(Task brief)
I need all the entries repeated exactly as written.

════════════════════

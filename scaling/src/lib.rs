//! 在线扩容（数据迁移）作业引擎。
//!
//! 一个迁移配置被拆分为若干互不相交的同步任务，每个任务是一条
//! `Dumper -> 有界通道 -> Importer` 流水线，并以位点（Position）记录进度，失败后可从位点续传。

pub mod position;
pub mod config;
pub mod record;
pub mod dumper;
pub mod importer;
pub mod task;
pub mod job;

pub use config::migration_config::MigrationConfig;
pub use job::job_manager::JobManager;
pub use position::Position;
pub use task::task_id::TaskId;
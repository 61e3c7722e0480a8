use std::fmt;

use serde::{Deserialize, Serialize};

/// 同步任务标识，形如 `<数据源>.<物理表>`。
///
/// 由分片位置唯一确定，同一迁移配置重建作业时保持不变，续传依赖于此。
#[derive(Debug, Clone, PartialEq, Eq, PartialOrd, Ord, Hash, Serialize, Deserialize)]
#[serde(transparent)]
pub struct TaskId(String);

impl TaskId {
    pub fn new(data_source: &str, table: &str) -> Self {
        TaskId(format!("{}.{}", data_source, table))
    }

    pub fn as_str(&self) -> &str {
        &self.0
    }
}

impl fmt::Display for TaskId {
    fn fmt(&self, f: &mut fmt::Formatter<'_>) -> fmt::Result {
        f.write_str(&self.0)
    }
}

impl From<&str> for TaskId {
    fn from(s: &str) -> Self {
        TaskId(s.to_string())
    }
}
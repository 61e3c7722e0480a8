use std::fmt;
use std::sync::Arc;

use common::err::scaling_error::ReError;
use common::err::CResult;
use common::row::{PrimaryKey, Row};

use crate::conn::connection::{ChangeSlice, IConnection, ScanQuery};
use crate::memory::database::{MemoryDatabase, WriteOp};

/// 内存数据库连接。事务内的写操作先缓存在连接上，commit 时原子应用
pub struct MemoryConnection {
    db: Arc<MemoryDatabase>,

    transaction: Option<Vec<WriteOp>>,
}

impl fmt::Debug for MemoryConnection {
    fn fmt(&self, f: &mut fmt::Formatter<'_>) -> fmt::Result {
        f.debug_struct("MemoryConnection")
            .field("db", &self.db.name())
            .field("transaction", &self.transaction.as_ref().map(|t| t.len()))
            .finish()
    }
}

impl MemoryConnection {
    pub fn new(db: Arc<MemoryDatabase>) -> Self {
        MemoryConnection {
            db,
            transaction: None,
        }
    }

    fn stage(&mut self, op: WriteOp) -> CResult<()> {
        match self.transaction.as_mut() {
            Some(ops) => {
                ops.push(op);
                Ok(())
            }
            // 自动提交
            None => self.db.apply(vec![op]),
        }
    }
}

#[async_trait::async_trait]
impl IConnection for MemoryConnection {
    async fn ping(&mut self) -> CResult<()> {
        self.db.check_online()
    }

    async fn count_rows(&mut self, table: &str) -> CResult<u64> {
        self.db.count(table)
    }

    async fn scan(&mut self, table: &str, query: &ScanQuery) -> CResult<Vec<Row>> {
        self.db.scan(table, query)
    }

    async fn log_head(&mut self) -> CResult<u64> {
        self.db.log_head()
    }

    async fn read_changes(&mut self, table: &str, from: u64, limit: usize) -> CResult<ChangeSlice> {
        self.db.read_changes(table, from, limit)
    }

    async fn begin(&mut self) -> CResult<()> {
        if self.transaction.is_some() {
            return Err(ReError::String("transaction already started".to_string()));
        }
        self.db.check_online()?;
        self.transaction = Some(Vec::new());
        Ok(())
    }

    async fn upsert(&mut self, table: &str, primary_key: &[String], row: &Row) -> CResult<()> {
        self.stage(WriteOp::Upsert {
            table: table.to_string(),
            primary_key: primary_key.to_vec(),
            row: row.clone(),
        })
    }

    async fn delete(&mut self, table: &str, key: &PrimaryKey) -> CResult<()> {
        self.stage(WriteOp::Delete {
            table: table.to_string(),
            key: key.clone(),
        })
    }

    async fn commit(&mut self) -> CResult<()> {
        match self.transaction.take() {
            Some(ops) => self.db.apply(ops),
            None => Err(ReError::String("no transaction to commit".to_string())),
        }
    }

    async fn rollback(&mut self) -> CResult<()> {
        self.transaction = None;
        Ok(())
    }

    fn in_transaction(&self) -> bool {
        self.transaction.is_some()
    }
}

#[cfg(test)]
mod test {
    use std::sync::Arc;

    use common::row::{ColumnValue, PrimaryKey, Row};

    use crate::conn::connection::IConnection;
    use crate::memory::{MemoryConnection, MemoryDatabase};

    fn row(id: i64, user: &str) -> Row {
        let columns: Arc<[String]> = Arc::from(vec!["id".to_string(), "user_id".to_string()]);
        Row::new_row(vec![ColumnValue::Int(id), ColumnValue::from(user)], columns).unwrap()
    }

    #[tokio::test]
    async fn test_transaction() {
        MemoryDatabase::drop_database("mem_conn_tx");
        let db = MemoryDatabase::open("mem_conn_tx");
        db.create_table("t1", &["id", "user_id"], &["id"]).unwrap();

        let pk = vec!["id".to_string()];
        let mut conn = MemoryConnection::new(db.clone());
        conn.begin().await.unwrap();
        assert!(conn.in_transaction());
        conn.upsert("t1", &pk, &row(1, "a")).await.unwrap();
        conn.upsert("t1", &pk, &row(2, "b")).await.unwrap();
        assert_eq!(db.row_count("t1").unwrap(), 0);
        conn.commit().await.unwrap();
        assert!(!conn.in_transaction());
        assert_eq!(db.row_count("t1").unwrap(), 2);

        conn.begin().await.unwrap();
        conn.delete("t1", &PrimaryKey::from(ColumnValue::Int(1))).await.unwrap();
        conn.rollback().await.unwrap();
        assert_eq!(db.row_count("t1").unwrap(), 2);

        assert!(conn.commit().await.is_err());
    }

    #[tokio::test]
    async fn test_upsert_unknown_column_fails() {
        MemoryDatabase::drop_database("mem_conn_cols");
        let db = MemoryDatabase::open("mem_conn_cols");
        db.create_table("t1", &["id"], &["id"]).unwrap();

        let mut conn = MemoryConnection::new(db.clone());
        let rs = conn.upsert("t1", &["id".to_string()], &row(1, "a")).await;
        assert!(rs.is_err());
        assert_eq!(db.row_count("t1").unwrap(), 0);
    }
}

════════════════════

(Written solution)
filename scaling/src/lib.rs
//! 在线扩容（数据迁移）作业引擎。
//!
//! 一个迁移配置被拆分为若干互不相交的同步任务，每个任务是一条
//! `Dumper -> 有界通道 -> Importer` 流水线，并以位点（Position）记录进度，失败后可从位点续传。

pub mod position;
pub mod config;
pub mod record;
pub mod dumper;
pub mod importer;
pub mod task;
pub mod job;

pub use config::migration_config::MigrationConfig;
pub use job::job_manager::JobManager;
pub use position::Position;
pub use task::task_id::TaskId;
repository 61e3c7722e0480a8
use std::fmt;

use serde::{Deserialize, Serialize};

/// 同步任务标识，形如 `<数据源>.<物理表>`。
///
/// 由分片位置唯一确定，同一迁移配置重建作业时保持不变，续传依赖于此。
#[derive(Debug, Clone, PartialEq, Eq, PartialOrd, Ord, Hash, Serialize, Deserialize)]
#[serde(transparent)]
pub struct TaskId(String);

impl TaskId {
    pub fn new(data_source: &str, table: &str) -> Self {
        TaskId(format!("{}.{}", data_source, table))
    }

    pub fn as_str(&self) -> &str {
        &self.0
    }
}

impl fmt::Display for TaskId {
    fn fmt(&self, f: &mut fmt::Formatter<'_>) -> fmt::Result {
        f.write_str(&self.0)
    }
}

impl From<&str> for TaskId {
    fn from(s: &str) -> Self {
        TaskId(s.to_string())
    }
}
repository 61e3c7722e0480a8
use std::fmt;
use std::sync::Arc;

use common::err::scaling_error::ReError;
use common::err::CResult;
use common::row::{PrimaryKey, Row};

use crate::conn::connection::{ChangeSlice, IConnection, ScanQuery};
use crate::memory::database::{MemoryDatabase, WriteOp};

/// 内存数据库连接。事务内的写操作先缓存在连接上，commit 时原子应用
pub struct MemoryConnection {
    db: Arc<MemoryDatabase>,

    transaction: Option<Vec<WriteOp>>,
}

impl fmt::Debug for MemoryConnection {
    fn fmt(&self, f: &mut fmt::Formatter<'_>) -> fmt::Result {
        f.debug_struct("MemoryConnection")
            .field("db", &self.db.name())
            .field("transaction", &self.transaction.as_ref().map(|t| t.len()))
            .finish()
    }
}

impl MemoryConnection {
    pub fn new(db: Arc<MemoryDatabase>) -> Self {
        MemoryConnection {
            db,
            transaction: None,
        }
    }

    fn stage(&mut self, op: WriteOp) -> CResult<()> {
        match self.transaction.as_mut() {
            Some(ops) => {
                ops.push(op);
                Ok(())
            }
            // 自动提交
            None => self.db.apply(vec![op]),
        }
    }
}

#[async_trait::async_trait]
impl IConnection for MemoryConnection {
    async fn ping(&mut self) -> CResult<()> {
        self.db.check_online()
    }

    async fn count_rows(&mut self, table: &str) -> CResult<u64> {
        self.db.count(table)
    }

    async fn scan(&mut self, table: &str, query: &ScanQuery) -> CResult<Vec<Row>> {
        self.db.scan(table, query)
    }

    async fn log_head(&mut self) -> CResult<u64> {
        self.db.log_head()
    }

    async fn read_changes(&mut self, table: &str, from: u64, limit: usize) -> CResult<ChangeSlice> {
        self.db.read_changes(table, from, limit)
    }

    async fn begin(&mut self) -> CResult<()> {
        if self.transaction.is_some() {
            return Err(ReError::String("transaction already started".to_string()));
        }
        self.db.check_online()?;
        self.transaction = Some(Vec::new());
        Ok(())
    }

    async fn upsert(&mut self, table: &str, primary_key: &[String], row: &Row) -> CResult<()> {
        self.stage(WriteOp::Upsert {
            table: table.to_string(),
            primary_key: primary_key.to_vec(),
            row: row.clone(),
        })
    }

    async fn delete(&mut self, table: &str, key: &PrimaryKey) -> CResult<()> {
        self.stage(WriteOp::Delete {
            table: table.to_string(),
            key: key.clone(),
        })
    }

    async fn commit(&mut self) -> CResult<()> {
        match self.transaction.take() {
            Some(ops) => self.db.apply(ops),
            None => Err(ReError::String("no transaction to commit".to_string())),
        }
    }

    async fn rollback(&mut self) -> CResult<()> {
        self.transaction = None;
        Ok(())
    }

    fn in_transaction(&self) -> bool {
        self.transaction.is_some()
    }
}

#[cfg(test)]
mod test {
    use std::sync::Arc;

    use common::row::{ColumnValue, PrimaryKey, Row};

    use crate::conn::connection::IConnection;
    use crate::memory::{MemoryConnection, MemoryDatabase};

    fn row(id: i64, user: &str) -> Row {
        let columns: Arc<[String]> = Arc::from(vec!["id".to_string(), "user_id".to_string()]);
        Row::new_row(vec![ColumnValue::Int(id), ColumnValue::from(user)], columns).unwrap()
    }

    #[tokio::test]
    async fn test_transaction() {
        MemoryDatabase::drop_database("mem_conn_tx");
        let db = MemoryDatabase::open("mem_conn_tx");
        db.create_table("t1", &["id", "user_id"], &["id"]).unwrap();

        let pk = vec!["id".to_string()];
        let mut conn = MemoryConnection::new(db.clone());
        conn.begin().await.unwrap();
        assert!(conn.in_transaction());
        conn.upsert("t1", &pk, &row(1, "a")).await.unwrap();
        conn.upsert("t1", &pk, &row(2, "b")).await.unwrap();
        assert_eq!(db.row_count("t1").unwrap(), 0);
        conn.commit().await.unwrap();
        assert!(!conn.in_transaction());
        assert_eq!(db.row_count("t1").unwrap(), 2);

        conn.begin().await.unwrap();
        conn.delete("t1", &PrimaryKey::from(ColumnValue::Int(1))).await.unwrap();
        conn.rollback().await.unwrap();
        assert_eq!(db.row_count("t1").unwrap(), 2);

        assert!(conn.commit().await.is_err());
    }

    #[tokio::test]
    async fn test_upsert_unknown_column_fails() {
        MemoryDatabase::drop_database("mem_conn_cols");
        let db = MemoryDatabase::open("mem_conn_cols");
        db.create_table("t1", &["id"], &["id"]).unwrap();

        let mut conn = MemoryConnection::new(db.clone());
        let rs = conn.upsert("t1", &["id".to_string()], &row(1, "a")).await;
        assert!(rs.is_err());
        assert_eq!(db.row_count("t1").unwrap(), 0);
    }
}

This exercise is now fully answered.